Drei Tage lang tagen die G7-Staats- und Regierungschefs in Elmau in Oberbayern. Die Region ist währenddessen im Ausnahmezustand. Von Sabine Kinkartz, Garmisch-Partenkirchen.

Fensteraufkleber an einem Laden: Scheiss G7, danke für nix!
Wut auf den Gipfel: Ein Ladeninhaber in Garmisch schreibt, was er denkt Bild: Sabine Kinkartz/DW

Schokolade, wohin man auch sieht. Auf großen Tellern stapeln sich verschiedene Sorten in einer Verkaufsvitrine. Cranberry weiß liegt neben mit Kardamom, Nelke und Pfeffer verfeinerter Edelbitterschokolade und Erdnuss-Salz-Vollmilch. Chocolatier Franz Käßer stellt die Köstlichkeiten her und verkauft sie in seinem Geschäft in Garmisch-Partenkirchen. Doch seit Wochen bleiben die Kunden weg. "Wir haben große Einbußen", sagt Käßer wütend.

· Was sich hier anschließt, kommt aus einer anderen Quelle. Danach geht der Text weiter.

use std::path::PathBuf;

use anyhow::{Context, Result};
use clap::Parser;
use tracing_subscriber::EnvFilter;

use linecov::cli::{self, Style};
use linecov::config::{ResolverConfig, Settings};

/// linecov — line coverage report for files, directories or a whole project.
#[derive(Parser)]
#[command(name = "linecov", version, about)]
struct Cli {
    /// Files or directories to report on. Defaults to the source and test
    /// directories of the enclosing project.
    paths: Vec<PathBuf>,

    /// Log resolution progress.
    #[arg(short, long)]
    verbose: bool,

    /// Read coverage from an LCOV or Cobertura tracefile instead of `.cov`
    /// sidecar files.
    #[arg(long)]
    tracefile: Option<PathBuf>,

    /// Override tracefile format detection (cobertura, lcov).
    #[arg(long, requires = "tracefile")]
    format: Option<String>,

    /// Output style.
    #[arg(long, value_enum, default_value_t = Style::Text)]
    style: Style,

    /// Source file extension picked up in directories (repeatable).
    #[arg(long = "ext", value_name = "EXT")]
    extensions: Vec<String>,

    /// Directory scanned under the project root (repeatable).
    #[arg(long = "source-dir", value_name = "DIR")]
    source_dirs: Vec<String>,

    /// JSON file holding an array of additional paths.
    #[arg(long, value_name = "FILE")]
    paths_from: Option<PathBuf>,
}

impl Cli {
    fn settings(&self) -> Settings {
        let mut resolver = ResolverConfig::default();
        if !self.extensions.is_empty() {
            resolver.source_extensions = self.extensions.clone();
        }
        if !self.source_dirs.is_empty() {
            resolver.source_dirs = self.source_dirs.clone();
        }
        Settings {
            resolver,
            verbose: self.verbose,
        }
    }
}

fn init_tracing(verbose: bool) {
    let default_level = if verbose { "info" } else { "warn" };
    let filter =
        EnvFilter::try_from_default_env().unwrap_or_else(|_| EnvFilter::new(default_level));
    let _ = tracing_subscriber::fmt()
        .with_env_filter(filter)
        .with_target(false)
        .with_writer(std::io::stderr)
        .try_init();
}

fn main() -> Result<()> {
    let args = Cli::parse();
    init_tracing(args.verbose);

    let mut paths = args.paths.clone();
    if let Some(list) = &args.paths_from {
        cli::extend_paths_from(&mut paths, list)?;
    }

    let settings = args.settings();
    let source = cli::open_source(args.tracefile.as_deref(), args.format.as_deref())?;
    let cwd = std::env::current_dir().context("Failed to read the working directory")?;

    let out = cli::cmd_report(&paths, &settings, &*source, args.style, &cwd)?;
    print!("{out}");
    Ok(())
}
//! Optimized Modbus PDU data structure
//!
//! Use a fixed-size stack array to avoid heap allocation while a response is
//! being assembled.

use tracing::trace;

use crate::constants::{EXCEPTION_FLAG, FC_READ_HOLDING_REGISTERS, MAX_PDU_SIZE};
use crate::error::{ModbusError, ModbusResult};
use crate::protocol::ExceptionCode;

/// High-performance PDU with stack-allocated fixed array
#[derive(Debug, Clone)]
pub struct ModbusPdu {
    /// Fixed-size buffer (stack)
    data: [u8; MAX_PDU_SIZE],
    /// Actual data length
    len: usize,
}

impl ModbusPdu {
    /// Create an empty PDU
    #[inline]
    pub fn new() -> Self {
        Self {
            data: [0; MAX_PDU_SIZE],
            len: 0,
        }
    }

    /// Push a single byte
    #[inline]
    pub fn push(&mut self, byte: u8) -> ModbusResult<()> {
        if self.len >= MAX_PDU_SIZE {
            return Err(ModbusError::protocol("PDU buffer full"));
        }
        self.data[self.len] = byte;
        self.len += 1;
        Ok(())
    }

    /// Push u16 in big-endian
    #[inline]
    pub fn push_u16(&mut self, value: u16) -> ModbusResult<()> {
        self.extend(&value.to_be_bytes())
    }

    /// Extend with a byte slice
    #[inline]
    pub fn extend(&mut self, data: &[u8]) -> ModbusResult<()> {
        if self.len + data.len() > MAX_PDU_SIZE {
            return Err(ModbusError::protocol(format!(
                "PDU would exceed max size: {} + {} > {}",
                self.len,
                data.len(),
                MAX_PDU_SIZE
            )));
        }
        self.data[self.len..self.len + data.len()].copy_from_slice(data);
        self.len += data.len();
        Ok(())
    }

    /// Get immutable data slice
    #[inline]
    pub fn as_slice(&self) -> &[u8] {
        &self.data[..self.len]
    }

    /// Get current length
    #[inline]
    pub fn len(&self) -> usize {
        self.len
    }

    /// Check if empty
    #[inline]
    pub fn is_empty(&self) -> bool {
        self.len == 0
    }

    /// Get function code (first byte)
    #[inline]
    pub fn function_code(&self) -> Option<u8> {
        self.as_slice().first().copied()
    }

    /// Get human-readable function code description
    pub fn function_code_description(fc: u8) -> &'static str {
        match fc & !EXCEPTION_FLAG {
            0x01 => "Read Coils",
            0x02 => "Read Discrete Inputs",
            0x03 => "Read Holding Registers",
            0x04 => "Read Input Registers",
            0x05 => "Write Single Coil",
            0x06 => "Write Single Register",
            0x0F => "Write Multiple Coils",
            0x10 => "Write Multiple Registers",
            0x17 => "Read/Write Multiple Registers",
            _ => "Unknown Function",
        }
    }
}

impl Default for ModbusPdu {
    fn default() -> Self {
        Self::new()
    }
}

/// PDU builder - fluent API
pub struct PduBuilder {
    pdu: ModbusPdu,
}

impl Default for PduBuilder {
    fn default() -> Self {
        Self::new()
    }
}

impl PduBuilder {
    /// Create a new builder
    #[inline]
    pub fn new() -> Self {
        Self {
            pdu: ModbusPdu::new(),
        }
    }

    /// Set function code
    #[inline]
    pub fn function_code(mut self, fc: u8) -> ModbusResult<Self> {
        self.pdu.push(fc)?;
        Ok(self)
    }

    /// Add address
    #[inline]
    pub fn address(mut self, addr: u16) -> ModbusResult<Self> {
        self.pdu.push_u16(addr)?;
        Ok(self)
    }

    /// Add quantity
    #[inline]
    pub fn quantity(mut self, qty: u16) -> ModbusResult<Self> {
        self.pdu.push_u16(qty)?;
        Ok(self)
    }

    /// Add a byte
    #[inline]
    pub fn byte(mut self, b: u8) -> ModbusResult<Self> {
        self.pdu.push(b)?;
        Ok(self)
    }

    /// Add a big-endian register value
    #[inline]
    pub fn register(mut self, value: u16) -> ModbusResult<Self> {
        self.pdu.push_u16(value)?;
        Ok(self)
    }

    /// Build the PDU
    #[inline]
    pub fn build(self) -> ModbusPdu {
        if let Some(fc) = self.pdu.function_code() {
            trace!(
                "PDU built: FC={:02X} ({}), total_len={}",
                fc,
                ModbusPdu::function_code_description(fc),
                self.pdu.len()
            );
        }

        self.pdu
    }

    /// Build a Read Holding Registers request PDU (FC03)
    ///
    /// # Arguments
    /// * `start_address` - Starting register address
    /// * `quantity` - Number of registers to read
    pub fn build_read_request(start_address: u16, quantity: u16) -> ModbusResult<ModbusPdu> {
        Ok(PduBuilder::new()
            .function_code(FC_READ_HOLDING_REGISTERS)?
            .address(start_address)?
            .quantity(quantity)?
            .build())
    }

    /// Build a register read response PDU
    ///
    /// Layout: `[FC, ByteCount, Reg0Hi, Reg0Lo, ...]`. Fails if the registers
    /// do not fit a single PDU.
    pub fn build_read_response(fc: u8, registers: &[u16]) -> ModbusResult<ModbusPdu> {
        let byte_count = u8::try_from(registers.len() * 2).map_err(|_| {
            ModbusError::protocol(format!(
                "Too many registers for one response: {}",
                registers.len()
            ))
        })?;

        let mut builder = PduBuilder::new().function_code(fc)?.byte(byte_count)?;
        for &value in registers {
            builder = builder.register(value)?;
        }
        Ok(builder.build())
    }

    /// Build an exception response PDU: `[FC | 0x80, ExceptionCode]`
    pub fn build_exception(fc: u8, code: ExceptionCode) -> ModbusResult<ModbusPdu> {
        Ok(PduBuilder::new()
            .function_code(fc | EXCEPTION_FLAG)?
            .byte(code.to_u8())?
            .build())
    }
}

Franz Käßer fehlen die KundenBild: Sabine Kinkartz/DW

Garmisch-Partenkirchen ist ein Kurort in Oberbayern, der vor allem vom Tourismus lebt. Im Winter kommen die Skifahrer, im Sommer die Wanderer. "Die Fremdenbetten sind zwar belegt, aber seit drei Wochen sind das Polizisten, Sicherheitsleute und Leute, die den Aufbau für den G7-Gipfel machen", erklärt Käßer sein Problem. "Die kaufen natürlich nicht bei uns ein oder gehen bei uns essen, weil die anders versorgt werden." Nicht nur ihm gehe das so. "Ich war gestern Abend essen, in dem Lokal saßen drei Leute, wo normalerweise in dieser Jahreszeit alles bummsvoll ist."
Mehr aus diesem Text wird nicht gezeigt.